Of all my relatives, my favorite was always Uncle Bill. I liked him even better than I liked my mom (whom I loved) because uncle Bill was never in position of having to make me eat mushrooms, and even if he had been, he probably wouldn’t have.
Uncle Bill was actually my dad’s uncle, but we all just called him Uncle Bill. For as long as I knew Uncle Bill, he was retired from what he called his “desk job”. He’d never talk about it more than that, because he felt that working at a desk was no great achievement. He preferred to think of his previous job as the real career of his life, back when he had been a cowcatcher for the Great Eastern Railroad.
Once I asked Uncle Bill why he quit cowcatching if he loved it so much. “You’ve seen my limp, right? You ought to have–I carry it with me everywhere I go! Anyways, that’s the result of something that happened back when I was working for the railroad, and that’s why I had to retire.”
Obviously, there was a story to be had here. “What happened?”
“Well, I was working on the train we called ‘Old Mick-or-mack’, running from Mississippi to New York. While we were crossing the mountains in Tennessee, we had to stop for a delivery. Some guy there down in the valley was opening up a new dairy cattle ranch, and he needed stocking up. So a couple of miles before we reached where the train was to stop, I hopped off, so I could rush down the mountain and get to the farm earlier so that the train wouldn’t have to stop so long.
“So I’m down there, and I’m getting into cow catching position, and everything’s going okay. They toss the first couple down no problem, and I catch ’em and hit ’em up on the rump and send them on their way. But then there was this one cow…
“Y’see, Tony, my usual tosser, was out that day. He had come down with a slight case of rheumatoid pneumonia, and was taking a couple days off. We got a sick day every year, and by that time Tony had almost a two full weeks built up, so it was all right. So anyway, there was this new guy doing the tossing, and he seemed a bit green, but I thought he’d be okay.
“So this cow is coming down, and I could see she was mooing. Couldn’t hear it, of course–when you toss something as heavy as a cow down from that high, she’s going quicker than the speed of sound, particularly if you give her a good toss. Anyway, cows aren’t rightly smart animals, and I don’t even think they’d qualify as rightly smart vegetables if you planted their feet in the ground. Usually, it takes ’em a while of plummeting before they realize that there is something unusual going on, and then they all start mooing. But this one was mooing from the get-go
“Anyway, I’m looking up there, and this cow is mooing like a storm, and I’m trying to figure out what’s going on. Then I see it–this cow is in the middle of giving birth to a calf! Tony woulda never thrown a cow in that condition, but when you’re trying to catch a cow, you’ve got no time to think of wouldas, couldas, or shoulda. You just gotta keep your eye on that cow, especially on a sunny day like this was. The sun’ll often get in your eyes, but you still gotta catch that cow. In all my years, I never missed one, but I saw it happen once and let me tell you, it was not a pretty sight.”

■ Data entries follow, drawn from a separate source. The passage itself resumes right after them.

//! Polling loop + notification reactor (§4.3, §4.6). One `Processor` per defined job kind: it
//! claims runnable jobs from the repository, stages them in a [`PriorityQueue`] so execution order
//! still respects `(next_run_at, priority)` even when a claim batch pulls in more than one job,
//! and runs each under both the kind's and the scheduler's concurrency semaphores with a
//! lock-lifetime watchdog that never forcibly terminates the handler.

use std::sync::Arc;

use chrono::Utc;
use serde_json::Value;
use tokio::sync::Mutex as AsyncMutex;
use tokio_util::sync::CancellationToken;

use crate::events::Event;
use crate::job::{ExecutionGuard, Job, JobRecord};
use crate::notify::{JobStateKind, JobStateNotification};
use crate::priority_queue::PriorityQueue;
use crate::scheduler::{JobDefinition, SchedulerInner};

pub struct Processor {
    inner: Arc<SchedulerInner>,
    def: Arc<JobDefinition>,
    queue: AsyncMutex<PriorityQueue>,
}

impl Processor {
    pub fn new(inner: Arc<SchedulerInner>, def: Arc<JobDefinition>) -> Self {
        Self {
            inner,
            def,
            queue: AsyncMutex::new(PriorityQueue::new()),
        }
    }

    pub async fn run(self) {
        let mut notifications = self.inner.notify.subscribe();
        let mut ticker = tokio::time::interval(self.inner.config.poll_interval);
        let subscribed_at = Utc::now();

        loop {
            tokio::select! {
                _ = self.inner.shutdown.cancelled() => {
                    tracing::info!(kind = %self.def.name, "processor shutting down");
                    break;
                }
                _ = ticker.tick() => {
                    if let Err(e) = self.fill().await {
                        self.inner.events.emit(Event::Error(e.to_string()));
                        tracing::warn!(kind = %self.def.name, error = %e, "claim pass failed");
                    }
                }
                result = notifications.recv() => {
                    match result {
                        Ok(notification) if notification.job_name != self.def.name => continue,
                        Ok(notification) => {
                            if notification.timestamp < subscribed_at {
                                // MUST: ignore notifications older than this subscriber's startup.
                                continue;
                            }
                            if let Err(e) = self.fast_claim(&notification).await {
                                tracing::warn!(kind = %self.def.name, error = %e, "fast-path claim failed");
                            }
                            if let Err(e) = self.fill().await {
                                self.inner.events.emit(Event::Error(e.to_string()));
                            }
                        }
                        Err(tokio::sync::broadcast::error::RecvError::Lagged(_)) => {}
                        Err(tokio::sync::broadcast::error::RecvError::Closed) => break,
                    }
                }
            }

            if let Err(e) = self.admit().await {
                tracing::warn!(kind = %self.def.name, error = %e, "admission pass failed");
            }
        }
    }

    /// Fast path for a notification naming a specific, already-known job: try to re-lock exactly
    /// that row instead of waiting for the next full scan.
    async fn fast_claim(&self, notification: &crate::notify::JobNotification) -> Result<(), crate::error::JobError> {
        let mut stub = JobRecord::new(&notification.job_name, Value::Null);
        stub.id = notification.job_id;
        stub.next_run_at = notification.next_run_at;

        if let Some(record) = self.inner.repository.lock_job(&stub, Utc::now()).await? {
            self.queue.lock().await.insert(record);
        }
        Ok(())
    }

    /// Claim runnable jobs up to this kind's `lock_limit`, staging them in the persistent queue.
    async fn fill(&self) -> Result<(), crate::error::JobError> {
        let now = Utc::now();
        let lock_deadline = now - self.def.lock_lifetime;

        let already_staged = self.queue.lock().await.len();
        let budget = self.def.lock_limit.saturating_sub(already_staged);

        let mut claimed = 0;
        for _ in 0..budget {
            match self
                .inner
                .repository
                .next_job_to_run(&self.def.name, now, lock_deadline, now, self.inner.config.sort)
                .await?
            {
                Some(job) => {
                    self.queue.lock().await.insert(job);
                    claimed += 1;
                }
                None => break,
            }
        }

        if claimed > 0 {
            self.inner.events.emit(Event::Ready);
        }
        Ok(())
    }

    /// Admit as many staged jobs as there are free slots, respecting both this kind's
    /// concurrency and the scheduler-wide cap.
    async fn admit(&self) -> Result<(), crate::error::JobError> {
        self.queue.lock().await.clear_handled();

        loop {
            let kind_permit = match self.def.concurrency.clone().try_acquire_owned() {
                Ok(p) => p,
                Err(_) => break,
            };
            let global_permit = match self.inner.global_concurrency.clone().try_acquire_owned() {
                Ok(p) => p,
                Err(_) => {
                    drop(kind_permit);
                    break;
                }
            };

            let mut queue = self.queue.lock().await;
            let idx = match queue.find_next_runnable(|_name| true) {
                Some(idx) => idx,
                None => {
                    drop(queue);
                    drop(kind_permit);
                    drop(global_permit);
                    break;
                }
            };
            let record = queue.take_at(idx);
            drop(queue);

            if record.disabled {
                let _ = self.inner.repository.unlock_job(record.id).await;
                drop(kind_permit);
                drop(global_permit);
                continue;
            }

            let inner = self.inner.clone();
            let def = self.def.clone();
            tokio::spawn(async move {
                let _permits = (kind_permit, global_permit);
                run_one(inner, def, record).await;
            });
        }
        Ok(())
    }
}

async fn notify_state(
    inner: &Arc<SchedulerInner>,
    kind: JobStateKind,
    record: &JobRecord,
    payload: Option<Value>,
) {
    let notification = JobStateNotification {
        kind,
        job_id: record.id,
        job_name: record.name.clone(),
        timestamp: Utc::now(),
        payload,
    };
    let _ = inner.notify.publish_state(notification).await;
}

enum HandlerOutcome {
    Finished(Result<Result<Value, crate::error::JobError>, tokio::task::JoinError>),
    TimedOut,
}

async fn run_one(inner: Arc<SchedulerInner>, def: Arc<JobDefinition>, record: JobRecord) {
    inner.events.emit(Event::Start(record.clone()));
    notify_state(&inner, JobStateKind::Start, &record, None).await;

    // Recurrence is computed and persisted before the handler runs, so a crash mid-handler never
    // loses the next scheduled occurrence. One-shot jobs are left alone here: nulling their
    // `next_run_at` before the handler runs would make a crash mid-handler permanently
    // unreclaimable (nothing left to match the claim query's due-time branch).
    let mut scheduled = record.clone();
    if scheduled.is_recurring() {
        crate::schedule::recompute_next_run(&mut scheduled, Utc::now(), true);
    }
    scheduled.last_modified_by = Some(inner.config.name.clone());
    if let Err(e) = inner.repository.save_job_state(&scheduled).await {
        tracing::error!(job = %record.name, error = %e, "failed to persist pre-run recurrence");
    }

    let outcome = if def.fork_mode {
        let current_exe = match std::env::current_exe() {
            Ok(p) => p,
            Err(e) => {
                handle_failure(
                    &inner,
                    &def,
                    scheduled,
                    crate::error::JobError::Handler(format!("could not resolve current executable: {e}")),
                )
                .await;
                return;
            }
        };
        let job_id = scheduled.id;
        HandlerOutcome::Finished(Ok(
            crate::fork::run_in_child(&current_exe, job_id).await.map(|_| Value::Null)
        ))
    } else {
        run_with_watchdog(&inner, &def, scheduled.clone()).await
    };

    let mut finished = scheduled.clone();
    finished.last_finished_at = Some(Utc::now());
    finished.locked_at = None;
    finished.last_modified_by = Some(inner.config.name.clone());

    match outcome {
        HandlerOutcome::Finished(Ok(Ok(result))) => {
            finished.fail_reason = None;

            if def.should_save_result {
                match finished.data.as_object_mut() {
                    Some(obj) => {
                        obj.insert("result".to_string(), result);
                    }
                    None => finished.data = serde_json::json!({ "result": result }),
                }
            }

            let remove_on_complete = def.remove_on_complete && !finished.is_recurring();
            if remove_on_complete {
                if let Err(e) = inner.repository.remove_job(finished.id).await {
                    tracing::error!(job = %record.name, error = %e, "failed to remove completed job");
                }
            } else if let Err(e) = inner.repository.save_job(finished.clone()).await {
                tracing::error!(job = %record.name, error = %e, "failed to persist success");
            }

            inner.events.emit(Event::Success(finished.clone()));
            notify_state(&inner, JobStateKind::Success, &finished, None).await;
            inner.events.emit(Event::Complete(finished.clone()));
            notify_state(&inner, JobStateKind::Complete, &finished, None).await;
        }
        HandlerOutcome::Finished(Ok(Err(e))) => handle_failure(&inner, &def, finished, e).await,
        HandlerOutcome::Finished(Err(join_err)) => {
            handle_failure(
                &inner,
                &def,
                finished,
                crate::error::JobError::Handler(format!("handler task panicked: {join_err}")),
            )
            .await
        }
        HandlerOutcome::TimedOut => {
            handle_failure(
                &inner,
                &def,
                finished,
                crate::error::JobError::Timeout(def.lock_lifetime.to_std().unwrap_or(std::time::Duration::from_secs(600))),
            )
            .await
        }
    }
}

/// Run the handler as its own task and race it against a watchdog that cancels a token once the
/// lock lifetime elapses without a `touch()`. The watchdog never aborts the handler task itself —
/// per §5 the engine does not forcibly terminate a running handler; it stops waiting for it and
/// lets the processor move on, while the handler (if it checks the token, e.g. via `touch`) can
/// notice and stop cooperatively.
async fn run_with_watchdog(inner: &Arc<SchedulerInner>, def: &Arc<JobDefinition>, scheduled: JobRecord) -> HandlerOutcome {
    let token = CancellationToken::new();
    let deadline = Arc::new(AsyncMutex::new(Utc::now() + def.lock_lifetime));
    let guard = ExecutionGuard {
        token: token.clone(),
        deadline: deadline.clone(),
        lock_lifetime: def.lock_lifetime,
    };

    let job = Job::new(scheduled, Arc::downgrade(inner)).with_execution_guard(guard);
    let handler = def.handler.clone();
    let mut handler_task = tokio::spawn(handler(job));

    let watchdog_token = token.clone();
    let mut watchdog = tokio::spawn(async move {
        loop {
            let remaining = {
                let dl = *deadline.lock().await;
                (dl - Utc::now()).to_std().unwrap_or(std::time::Duration::ZERO)
            };
            if remaining.is_zero() {
                watchdog_token.cancel();
                return;
            }
            tokio::time::sleep(remaining.min(std::time::Duration::from_secs(5))).await;
        }
    });

    let outcome = tokio::select! {
        res = &mut handler_task => {
            watchdog.abort();
            HandlerOutcome::Finished(res)
        }
        _ = token.cancelled() => {
            // The handler task is intentionally left running, detached — we stop waiting on it
            // rather than aborting it.
            HandlerOutcome::TimedOut
        }
    };
    outcome
}

async fn handle_failure(
    inner: &Arc<SchedulerInner>,
    def: &Arc<JobDefinition>,
    mut record: JobRecord,
    error: crate::error::JobError,
) {
    let reason = error.to_string();
    record.fail(reason.clone());

    inner.events.emit(Event::Fail(reason.clone(), record.clone()));
    notify_state(inner, JobStateKind::Fail, &record, Some(Value::String(reason.clone()))).await;

    let retry_delay = if error.retryable() {
        def.backoff
            .as_ref()
            .and_then(|backoff| backoff(record.fail_count, &error, &def.name, &record.data))
    } else {
        None
    };

    match retry_delay {
        Some(delay) => {
            let next_run_at = Utc::now() + delay;
            record.next_run_at = Some(next_run_at);
            if let Err(e) = inner.repository.save_job(record.clone()).await {
                tracing::error!(job = %record.name, error = %e, "failed to persist retry schedule");
            }
            inner.events.emit(Event::Retry {
                job: record.clone(),
                attempt: record.fail_count,
                delay_ms: delay.num_milliseconds(),
                next_run_at,
                error: reason,
            });
            notify_state(inner, JobStateKind::Retry, &record, None).await;
        }
        None => {
            // No backoff configured (or the error isn't retryable, or the strategy gave up): the
            // recurrence already computed before this run (if any) is left untouched so a
            // recurring job keeps ticking even though this occurrence won't be retried.
            if let Err(e) = inner.repository.save_job(record.clone()).await {
                tracing::error!(job = %record.name, error = %e, "failed to persist exhausted retry");
            }
            inner.events.emit(Event::RetryExhausted(reason, record.clone()));
            inner.events.emit(Event::Complete(record.clone()));
            notify_state(inner, JobStateKind::Complete, &record, None).await;
        }
    }
}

This was a bit too much of a digression. I wanted on with the core story. “So whatja do, Uncle Bill?”
“I caught that cow, of course!” he said with a grunt. “I told you that I never missed a cow. But with all her kicking and screaming and such, she didn’t come down good and centered like she ought. She was coming down front first, so I caught her around the shoulders. I did it as gentle as I could, but it was still such an abrupt halt that the young’n who was coming out was slammed all the way back in.”
“And that’s when you hurt your leg?” I asked, full of assumption.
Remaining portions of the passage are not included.